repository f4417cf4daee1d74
//! Eligibility
//!
//! Ordered checks deciding whether a coupon may be used against a cart at a
//! given moment. The first failing check wins.

use jiff::Timestamp;
use rust_decimal::Decimal;
use rustc_hash::FxHashSet;

use crate::{
    cart::CartContext,
    coupons::{AppliesTo, Coupon},
};

/// Why a coupon was turned down.
///
/// These are expected outcomes of evaluation, not errors.
#[derive(Debug, Clone, Copy, PartialEq, Eq)]
pub enum RejectionReason {
    /// The coupon has been switched off.
    Inactive,

    /// The evaluation time falls outside the validity window.
    OutsideWindow,

    /// Every allowed redemption has been used.
    UsageLimitReached,

    /// The cart subtotal is below the coupon minimum.
    MinimumNotMet {
        /// Subtotal required to use the coupon.
        minimum: Decimal,
    },

    /// None of the products in the cart are covered by the coupon.
    NotApplicable,
}

impl RejectionReason {
    /// Stable identifier, suitable for metric labels.
    #[must_use]
    pub const fn as_str(&self) -> &'static str {
        match self {
            Self::Inactive => "inactive",
            Self::OutsideWindow => "outside_window",
            Self::UsageLimitReached => "usage_limit_reached",
            Self::MinimumNotMet { .. } => "minimum_not_met",
            Self::NotApplicable => "not_applicable",
        }
    }
}

/// Outcome of the eligibility checks.
#[derive(Debug, Clone, Copy, PartialEq, Eq)]
pub enum EligibilityOutcome {
    /// Every check passed.
    Eligible,

    /// A check failed.
    Rejected(RejectionReason),
}

/// Run the eligibility checks for `coupon` against `cart` at `now`.
pub fn check(coupon: &Coupon, cart: &CartContext, now: Timestamp) -> EligibilityOutcome {
    match first_rejection(coupon, cart, now) {
        Some(reason) => EligibilityOutcome::Rejected(reason),
        None => EligibilityOutcome::Eligible,
    }
}

fn first_rejection(coupon: &Coupon, cart: &CartContext, now: Timestamp) -> Option<RejectionReason> {
    if !coupon.is_active {
        return Some(RejectionReason::Inactive);
    }

    if !coupon.is_within_window(now) {
        return Some(RejectionReason::OutsideWindow);
    }

    if coupon.is_exhausted() {
        return Some(RejectionReason::UsageLimitReached);
    }

    if let Some(minimum) = coupon.min_purchase
        && cart.subtotal() < minimum
    {
        return Some(RejectionReason::MinimumNotMet { minimum });
    }

    if !is_applicable(coupon, cart) {
        return Some(RejectionReason::NotApplicable);
    }

    None
}

/// Applicability is only enforced when both the coupon and the cart list ids.
fn is_applicable(coupon: &Coupon, cart: &CartContext) -> bool {
    if coupon.applies_to == AppliesTo::All
        || coupon.applicable_ids.is_empty()
        || cart.product_ids().is_empty()
    {
        return true;
    }

    let applicable: FxHashSet<&str> = coupon.applicable_ids.iter().map(String::as_str).collect();

    cart.product_ids()
        .iter()
        .any(|id| applicable.contains(id.as_str()))
}
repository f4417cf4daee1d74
//! Toggle Coupon Handler

use std::sync::Arc;

use salvo::{
    oapi::{
        ToSchema,
        extract::{JsonBody, PathParam},
    },
    prelude::*,
};
use serde::{Deserialize, Serialize};
use uuid::Uuid;

use coupons_app::domain::coupons::records::CouponUuid;

use crate::{
    coupons::{errors::into_status_error, get::CouponEnvelope},
    extensions::*,
    state::State,
};

/// Toggle Coupon Request
#[derive(Debug, Serialize, Deserialize, ToSchema)]
#[serde(rename_all = "camelCase")]
pub(crate) struct ToggleCouponRequest {
    /// Whether the coupon can be used
    pub is_active: Option<bool>,
}

/// Toggle Coupon Handler
///
/// Activates or deactivates a coupon.
#[endpoint(
    tags("coupons"),
    summary = "Toggle Coupon Status",
    security(("bearer_auth" = [])),
    responses(
        (status_code = StatusCode::OK, description = "Coupon status changed"),
        (status_code = StatusCode::NOT_FOUND, description = "Coupon not found"),
        (status_code = StatusCode::BAD_REQUEST, description = "isActive field is required"),
        (status_code = StatusCode::INTERNAL_SERVER_ERROR, description = "Internal Server Error"),
    ),
)]
pub(crate) async fn handler(
    coupon: PathParam<Uuid>,
    json: JsonBody<ToggleCouponRequest>,
    depot: &mut Depot,
) -> Result<Json<CouponEnvelope>, StatusError> {
    let state = depot.obtain_or_500::<Arc<State>>()?;
    let coupon = CouponUuid::from_uuid(coupon.into_inner());

    let is_active = json
        .into_inner()
        .is_active
        .ok_or_else(|| StatusError::bad_request().brief("isActive field is required"))?;

    let updated = state
        .app
        .coupons
        .set_coupon_active(coupon, is_active)
        .await
        .map_err(into_status_error)?;

    tracing::info!(coupon_uuid = %coupon, is_active, "changed coupon status");

    let message = if is_active {
        "Coupon activated successfully"
    } else {
        "Coupon deactivated successfully"
    };

    Ok(Json(CouponEnvelope::new(message, updated)))
}

#[cfg(test)]
mod tests {
    use salvo::test::{ResponseExt, TestClient};
    use serde_json::json;
    use testresult::TestResult;

    use coupons_app::domain::coupons::{CouponsServiceError, MockCouponsService};

    use crate::test_helpers::{coupons_service, make_coupon};

    use super::*;

    fn make_service(coupons: MockCouponsService) -> Service {
        coupons_service(
            coupons,
            Router::with_path("coupons/{coupon}/toggle").patch(handler),
        )
    }

    #[tokio::test]
    async fn test_toggle_deactivates_coupon() -> TestResult {
        let uuid = CouponUuid::new();

        let mut coupons = MockCouponsService::new();

        coupons
            .expect_set_coupon_active()
            .once()
            .withf(move |coupon, is_active| *coupon == uuid && !*is_active)
            .return_once(move |_, _| {
                let mut record = make_coupon(uuid, "SUMMER25");

                record.is_active = false;

                Ok(record)
            });

        let mut res = TestClient::patch(format!("http://example.com/coupons/{uuid}/toggle"))
            .json(&json!({ "isActive": false }))
            .send(&make_service(coupons))
            .await;

        let body: CouponEnvelope = res.take_json().await?;

        assert_eq!(res.status_code, Some(StatusCode::OK));
        assert_eq!(body.message, "Coupon deactivated successfully");
        assert!(!body.data.is_active, "expected coupon to be inactive");

        Ok(())
    }

    #[tokio::test]
    async fn test_toggle_without_is_active_returns_400() -> TestResult {
        let mut coupons = MockCouponsService::new();

        coupons.expect_set_coupon_active().never();

        let res = TestClient::patch(format!(
            "http://example.com/coupons/{}/toggle",
            CouponUuid::new()
        ))
        .json(&json!({}))
        .send(&make_service(coupons))
        .await;

        assert_eq!(res.status_code, Some(StatusCode::BAD_REQUEST));

        Ok(())
    }

    #[tokio::test]
    async fn test_toggle_unknown_coupon_returns_404() -> TestResult {
        let mut coupons = MockCouponsService::new();

        coupons
            .expect_set_coupon_active()
            .once()
            .return_once(|_, _| Err(CouponsServiceError::NotFound));

        let res = TestClient::patch(format!(
            "http://example.com/coupons/{}/toggle",
            CouponUuid::new()
        ))
        .json(&json!({ "isActive": true }))
        .send(&make_service(coupons))
        .await;

        assert_eq!(res.status_code, Some(StatusCode::NOT_FOUND));

        Ok(())
    }
}
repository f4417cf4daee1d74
//! Request ID generation and response header helpers.

use salvo::{
    http::{StatusCode, header::HeaderValue},
    prelude::Response,
};
use tracing::warn;
use uuid::Uuid;

pub(super) const REQUEST_ID_HEADER: &str = "x-request-id";

pub(super) fn resolve_request_id(header_value: Option<String>) -> String {
    header_value
        .filter(|value| !value.trim().is_empty())
        .unwrap_or_else(generate_request_id)
}

pub(super) fn set_request_id_header(res: &mut Response, request_id: &str) {
    let header_value = match HeaderValue::from_str(request_id) {
        Ok(value) => value,
        Err(source) => {
            warn!(
                request_id,
                "could not encode request id for response header: {source}"
            );

            return;
        }
    };

    res.headers_mut().insert(REQUEST_ID_HEADER, header_value);
}

pub(super) fn response_status_or_ok(status_code: Option<StatusCode>) -> StatusCode {
    status_code.unwrap_or(StatusCode::OK)
}

fn generate_request_id() -> String {
    Uuid::now_v7().to_string()
}
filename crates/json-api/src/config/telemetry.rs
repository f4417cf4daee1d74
//! Logging & Tracing Config

use clap::{Args, ValueEnum};

/// Log output format.
#[derive(Clone, Copy, Debug, ValueEnum)]
pub enum LogFormat {
    /// Compact, human-readable lines.
    Compact,

    /// One JSON object per event, with span context.
    Json,
}

/// Log output settings.
#[derive(Debug, Args)]
pub struct LoggingConfig {
    /// Default log level, ignored when `RUST_LOG` holds filter directives
    #[arg(short, long, env = "LOG_LEVEL", default_value = "info")]
    pub log_level: String,

    #[arg(long, env = "LOG_FORMAT", value_enum, default_value_t = LogFormat::Compact)]
    pub log_format: LogFormat,

    /// Requests slower than this many milliseconds are logged as warnings
    #[arg(long, env = "SLOW_REQUEST_THRESHOLD_MS", default_value_t = 1_000)]
    pub slow_request_threshold_ms: u64,
}

/// OpenTelemetry trace export settings.
#[derive(Debug, Args)]
pub struct TracingConfig {
    /// Export spans over OTLP
    #[arg(
        long,
        env = "OTEL_ENABLED",
        default_value_t = true,
        action = clap::ArgAction::Set
    )]
    pub otel_enabled: bool,

    /// Continue traces started by callers that send a `traceparent` header
    #[arg(
        long,
        env = "OTEL_PARENT_PROPAGATION_ENABLED",
        default_value_t = false,
        action = clap::ArgAction::Set
    )]
    pub otel_parent_propagation_enabled: bool,

    /// OTLP gRPC collector endpoint
    #[arg(
        long,
        env = "OTEL_EXPORTER_OTLP_ENDPOINT",
        default_value = "http://localhost:4317"
    )]
    pub otel_exporter_otlp_endpoint: String,

    #[arg(long, env = "OTEL_EXPORTER_OTLP_TIMEOUT_SECONDS", default_value_t = 3)]
    pub otel_exporter_otlp_timeout_seconds: u64,

    #[arg(long, env = "OTEL_SERVICE_NAME", default_value = "coupons-json")]
    pub otel_service_name: String,

    #[arg(long, env = "OTEL_SERVICE_VERSION", default_value = env!("CARGO_PKG_VERSION"))]
    pub otel_service_version: String,

    #[arg(
        long,
        env = "OTEL_DEPLOYMENT_ENVIRONMENT",
        default_value = "development"
    )]
    pub otel_deployment_environment: String,

    /// Share of root spans to sample, between 0.0 and 1.0
    #[arg(long, env = "OTEL_TRACE_SAMPLE_RATIO", default_value_t = 1.0)]
    pub otel_trace_sample_ratio: f64,
}
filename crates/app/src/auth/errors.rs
//! Auth service errors.

use thiserror::Error;

use crate::auth::IdentityProviderError;

#[derive(Debug, Error)]
pub enum AuthServiceError {
    #[error("invalid email or password")]
    InvalidCredentials,

    #[error("invalid or expired token")]
    Unauthorized,

    #[error("user email is missing")]
    MissingEmail,

    #[error("registration rejected: {0}")]
    RegistrationRejected(String),

    #[error("identity provider error")]
    Provider(#[from] IdentityProviderError),
}
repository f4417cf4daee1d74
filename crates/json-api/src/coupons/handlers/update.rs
//! Update Coupon Handler

use std::{str::FromStr, sync::Arc};

use rust_decimal::Decimal;
use salvo::{
    oapi::{
        ToSchema,
        extract::{JsonBody, PathParam},
    },
    prelude::*,
};
use serde::{Deserialize, Serialize};
use uuid::Uuid;

use coupons::coupons::{AppliesTo, CouponKind};
use coupons_app::domain::coupons::{data::CouponUpdate, records::CouponUuid};

use crate::{
    coupons::{
        errors::into_status_error,
        get::CouponEnvelope,
        requests::{ProductId, invalid, nullable, parse_timestamp, present, to_decimal},
    },
    extensions::*,
    state::State,
};

/// Update Coupon Request
///
/// Missing fields are left unchanged. `minPurchase`, `maxDiscount` and
/// `usageLimit` are cleared by sending `null`.
#[derive(Debug, Default, Serialize, Deserialize, ToSchema)]
#[serde(rename_all = "camelCase")]
pub(crate) struct UpdateCouponRequest {
    pub code: Option<String>,
    #[serde(rename = "type")]
    pub kind: Option<String>,
    pub value: Option<f64>,
    #[serde(default, deserialize_with = "nullable")]
    #[salvo(schema(value_type = Option<f64>))]
    pub min_purchase: Option<Option<f64>>,
    #[serde(default, deserialize_with = "nullable")]
    #[salvo(schema(value_type = Option<f64>))]
    pub max_discount: Option<Option<f64>>,
    pub valid_from: Option<String>,
    pub valid_until: Option<String>,
    #[serde(default, deserialize_with = "nullable")]
    #[salvo(schema(value_type = Option<u64>))]
    pub usage_limit: Option<Option<u64>>,
    pub is_active: Option<bool>,
    pub applies_to: Option<String>,
    pub applicable_ids: Option<Vec<ProductId>>,
}

fn nullable_decimal(
    value: Option<Option<f64>>,
    field: &str,
) -> Result<Option<Option<Decimal>>, StatusError> {
    value
        .map(|amount| amount.map(|amount| to_decimal(amount, field)).transpose())
        .transpose()
}

impl TryFrom<UpdateCouponRequest> for CouponUpdate {
    type Error = StatusError;

    fn try_from(request: UpdateCouponRequest) -> Result<Self, Self::Error> {
        Ok(CouponUpdate {
            code: present(request.code),
            kind: present(request.kind)
                .map(|kind| CouponKind::from_str(&kind))
                .transpose()
                .map_err(invalid)?,
            value: request
                .value
                .map(|value| to_decimal(value, "value"))
                .transpose()?,
            min_purchase: nullable_decimal(request.min_purchase, "minPurchase")?,
            max_discount: nullable_decimal(request.max_discount, "maxDiscount")?,
            valid_from: present(request.valid_from)
                .map(|value| parse_timestamp(&value, "validFrom"))
                .transpose()?,
            valid_until: present(request.valid_until)
                .map(|value| parse_timestamp(&value, "validUntil"))
                .transpose()?,
            usage_limit: request.usage_limit,
            is_active: request.is_active,
            applies_to: present(request.applies_to)
                .map(|scope| AppliesTo::from_str(&scope))
                .transpose()
                .map_err(invalid)?,
            applicable_ids: request
                .applicable_ids
                .map(|ids| ids.into_iter().map(Into::into).collect()),
        })
    }
}

/// Coupon Update Handler
#[endpoint(
    tags("coupons"),
    summary = "Update Coupon",
    security(("bearer_auth" = [])),
    responses(
        (status_code = StatusCode::OK, description = "Coupon updated"),
        (status_code = StatusCode::NOT_FOUND, description = "Coupon not found"),
        (status_code = StatusCode::CONFLICT, description = "Coupon code already exists"),
        (status_code = StatusCode::BAD_REQUEST, description = "Bad Request"),
        (status_code = StatusCode::INTERNAL_SERVER_ERROR, description = "Internal Server Error"),
    ),
)]
#[tracing::instrument(
    name = "coupons.update",
    skip(coupon, json, depot),
    fields(coupon_uuid = tracing::field::Empty),
    err
)]
pub(crate) async fn handler(
    coupon: PathParam<Uuid>,
    json: JsonBody<UpdateCouponRequest>,
    depot: &mut Depot,
) -> Result<Json<CouponEnvelope>, StatusError> {
    let state = depot.obtain_or_500::<Arc<State>>()?;
    let coupon = CouponUuid::from_uuid(coupon.into_inner());
    let update = CouponUpdate::try_from(json.into_inner())?;

    tracing::Span::current().record("coupon_uuid", tracing::field::display(coupon));

    let updated = state
        .app
        .coupons
        .update_coupon(coupon, update)
        .await
        .map_err(into_status_error)?;

    tracing::info!(coupon_uuid = %coupon, "updated coupon");

    Ok(Json(CouponEnvelope::new("Coupon updated successfully", updated)))
}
******************************
* GOAL OF THE EXERCISE
Look through the entries. Copy out each line with "checks" in it.

* EXPECTED ANSWER
//! Ordered checks deciding whether a coupon may be used against a cart at a
/// Outcome of the eligibility checks.
/// Run the eligibility checks for `coupon` against `cart` at `now`.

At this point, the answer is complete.